> _Information_:
- - - - -

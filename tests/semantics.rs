//! Properties that must hold for any program, chiefly that lowering keeps
//! results. Programs that may loop forever are checked only on runs that
//! finish under a step limit.

use semulator::expand::expand_to_degree;
use semulator::parser::parse_source;
use semulator::vm::{ExecutionResult, Executor, RuntimeError};
use semulator::{Engine, Instruction, Program};

const VARIABLES: [&str; 5] = ["y", "x1", "x2", "z1", "z2"];
const SEEDS: std::ops::Range<u64> = 0..200;

fn executor() -> Executor {
    Executor::new().with_step_limit(Some(1_000_000))
}

/// Random program whose jumps only go forward, so every run terminates.
fn random_program(rng: &mut fastrand::Rng) -> Program {
    random_program_with(rng, |i| i + 1)
}

/// Random program that may jump anywhere, including backwards and to
/// itself. Runs need not terminate.
fn random_looping_program(rng: &mut fastrand::Rng) -> Program {
    random_program_with(rng, |_| 0)
}

/// Jumps at position `i` target labels at positions `first_target(i)..`.
fn random_program_with(rng: &mut fastrand::Rng, first_target: impl Fn(usize) -> usize) -> Program {
    let len = rng.usize(1..16);
    let labels: Vec<Option<String>> = (0..len)
        .map(|i| rng.bool().then(|| format!("T{i}")))
        .collect();

    let mut instructions = Vec::with_capacity(len);
    for i in 0..len {
        let var = VARIABLES[rng.usize(..VARIABLES.len())];
        let ahead: Vec<&String> = labels[first_target(i)..].iter().flatten().collect();
        let target = (!ahead.is_empty()).then(|| ahead[rng.usize(..ahead.len())].clone());

        let instruction = match (rng.u8(..6), target) {
            (0, _) => Instruction::neutral(var),
            (1, _) => Instruction::increase(var),
            (2, _) => Instruction::decrease(var),
            (3, Some(target)) => Instruction::jump_not_zero(var, target),
            (4, _) => Instruction::zero_variable(var),
            (5, Some(target)) => Instruction::goto_label(target),
            _ => Instruction::increase(var),
        };
        instructions.push(match &labels[i] {
            Some(label) => instruction.with_label(label.clone()),
            None => instruction,
        });
    }
    Program::from_instructions("random", instructions).expect("labels are unique")
}

fn random_inputs(rng: &mut fastrand::Rng) -> Vec<i64> {
    (0..rng.usize(0..3)).map(|_| rng.i64(-2..6)).collect()
}

fn run(program: &Program, inputs: &[i64]) -> ExecutionResult {
    executor().run(program, inputs).expect("forward-only programs terminate")
}

#[test]
fn lowering_preserves_output() {
    for seed in SEEDS {
        let mut rng = fastrand::Rng::with_seed(seed);
        let program = random_program(&mut rng);
        let inputs = random_inputs(&mut rng);
        let lowered = expand_to_degree(&program, 0).unwrap();

        assert!(lowered.instructions().iter().all(Instruction::is_basic), "seed {seed}");
        assert!(lowered.is_valid(), "seed {seed}");
        assert_eq!(
            run(&lowered, &inputs).output(),
            run(&program, &inputs).output(),
            "seed {seed}: output changed by lowering"
        );
    }
}

#[test]
fn lowering_preserves_every_original_variable() {
    for seed in SEEDS {
        let mut rng = fastrand::Rng::with_seed(seed);
        let program = random_program(&mut rng);
        let inputs = random_inputs(&mut rng);
        let before = run(&program, &inputs);
        let after = run(&expand_to_degree(&program, 0).unwrap(), &inputs);
        for register in before.variables() {
            assert_eq!(after.value(&register.name), register.value, "seed {seed}: {}", register.name);
        }
    }
}

#[test]
fn lowering_preserves_looping_programs_that_finish() {
    let short = Executor::new().with_step_limit(Some(10_000));
    let mut finished = 0;
    for seed in SEEDS {
        let mut rng = fastrand::Rng::with_seed(seed);
        let program = random_looping_program(&mut rng);
        let inputs = random_inputs(&mut rng);
        let before = match short.run(&program, &inputs) {
            Ok(result) => result,
            Err(RuntimeError::StepLimitExceeded { .. }) => continue,
            Err(e) => panic!("seed {seed}: {e}"),
        };
        let lowered = expand_to_degree(&program, 0).unwrap();
        let after = match executor().run(&lowered, &inputs) {
            Ok(result) => result,
            Err(RuntimeError::StepLimitExceeded { .. }) => continue,
            Err(e) => panic!("seed {seed}: {e}"),
        };
        finished += 1;

        assert_eq!(after.output(), before.output(), "seed {seed}: output changed by lowering");
        assert!(after.cycles() >= before.cycles(), "seed {seed}");
        for register in before.variables() {
            assert_eq!(after.value(&register.name), register.value, "seed {seed}: {}", register.name);
        }
    }
    assert!(finished > 0, "every looping program hit the step limit");
}

#[test]
fn lowering_never_saves_cycles() {
    for seed in SEEDS {
        let mut rng = fastrand::Rng::with_seed(seed);
        let program = random_program(&mut rng);
        let inputs = random_inputs(&mut rng);
        let lowered = expand_to_degree(&program, 0).unwrap();
        assert!(run(&lowered, &inputs).cycles() >= run(&program, &inputs).cycles(), "seed {seed}");
    }
}

#[test]
fn max_degree_is_identity() {
    for seed in SEEDS {
        let mut rng = fastrand::Rng::with_seed(seed);
        let program = random_program(&mut rng);
        let same = expand_to_degree(&program, program.max_degree()).unwrap();
        assert_eq!(same.instructions(), program.instructions(), "seed {seed}");
        assert!(expand_to_degree(&program, program.max_degree() + 1).is_err());
    }
}

#[test]
fn lowering_is_deterministic() {
    for seed in SEEDS {
        let mut rng = fastrand::Rng::with_seed(seed);
        let program = random_program(&mut rng);
        assert_eq!(
            expand_to_degree(&program, 0).unwrap(),
            expand_to_degree(&program, 0).unwrap(),
            "seed {seed}"
        );
    }
}

#[test]
fn expanded_instructions_trace_back_to_synthetic_parents() {
    for seed in SEEDS {
        let mut rng = fastrand::Rng::with_seed(seed);
        let program = random_program(&mut rng);
        let lowered = expand_to_degree(&program, 0).unwrap();
        for instruction in lowered.instructions() {
            match lowered.parent(instruction) {
                Some(parent) => {
                    assert!(!parent.is_basic(), "seed {seed}: basic parent {parent}");
                    assert!(program.instructions().contains(parent), "seed {seed}: foreign parent {parent}");
                }
                None => assert!(program.instructions().contains(instruction), "seed {seed}: orphan {instruction}"),
            }
        }
    }
}

#[test]
fn straight_line_cycles_match_static_cost() {
    for seed in SEEDS {
        let mut rng = fastrand::Rng::with_seed(seed);
        let len = rng.usize(0..20);
        let instructions = (0..len).map(|_| {
            let var = VARIABLES[rng.usize(..VARIABLES.len())];
            match rng.u8(..3) {
                0 => Instruction::neutral(var),
                1 => Instruction::increase(var),
                _ => Instruction::decrease(var),
            }
        });
        let program = Program::from_instructions("line", instructions).unwrap();
        let result = run(&program, &random_inputs(&mut rng));
        assert_eq!(result.cycles(), program.static_cycles(), "seed {seed}");
        assert_eq!(result.steps(), program.len() as u64, "seed {seed}");
    }
}

#[test]
fn parallel_runs_agree() {
    let programs: Vec<(Program, Vec<i64>)> = SEEDS
        .map(|seed| {
            let mut rng = fastrand::Rng::with_seed(seed);
            (random_program(&mut rng), random_inputs(&mut rng))
        })
        .collect();
    let sequential: Vec<ExecutionResult> = programs.iter().map(|(p, inputs)| run(p, inputs)).collect();

    let parallel: Vec<Vec<ExecutionResult>> = std::thread::scope(|scope| {
        let handles: Vec<_> = (0..4)
            .map(|_| scope.spawn(|| programs.iter().map(|(p, inputs)| run(p, inputs)).collect::<Vec<_>>()))
            .collect();
        handles.into_iter().map(|h| h.join().expect("worker panicked")).collect()
    });

    for results in parallel {
        assert_eq!(results, sequential);
    }
}

#[test]
fn engine_history_tracks_each_degree() {
    let program = parse_source(
        "double",
        "[A] IF x1 != 0 GOTO B\n\
         GOTO E\n\
         [B] x1 <- x1 - 1\n\
         y <- y + 1\n\
         y <- y + 1\n\
         GOTO A\n\
         [E] y <- y\n",
    )
    .unwrap();
    let mut engine = Engine::new(executor());
    engine.load(program).unwrap();

    let written = engine.run(&[4], 1).unwrap();
    let basic = engine.run(&[4], 0).unwrap();
    assert_eq!(written.output(), 8);
    assert_eq!(basic.output(), 8);

    let history = engine.history();
    assert_eq!(history.len(), 2);
    assert_eq!((history[0].degree, history[0].cycles), (1, written.cycles()));
    assert_eq!((history[1].degree, history[1].cycles), (0, basic.cycles()));
    // each GOTO costs two more cycles once lowered
    assert_eq!(basic.cycles() - written.cycles(), 2 * 5);
}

- - - - -

> _Exercise brief_:
Taking the line containing "history[0].cycles), (1, written.cycles()));" as the first, please return it and every line after it through the end of the entries, exactly and only those.

> _Result_:
    assert_eq!((history[0].degree, history[0].cycles), (1, written.cycles()));
    assert_eq!((history[1].degree, history[1].cycles), (0, basic.cycles()));
    // each GOTO costs two more cycles once lowered
    assert_eq!(basic.cycles() - written.cycles(), 2 * 5);
}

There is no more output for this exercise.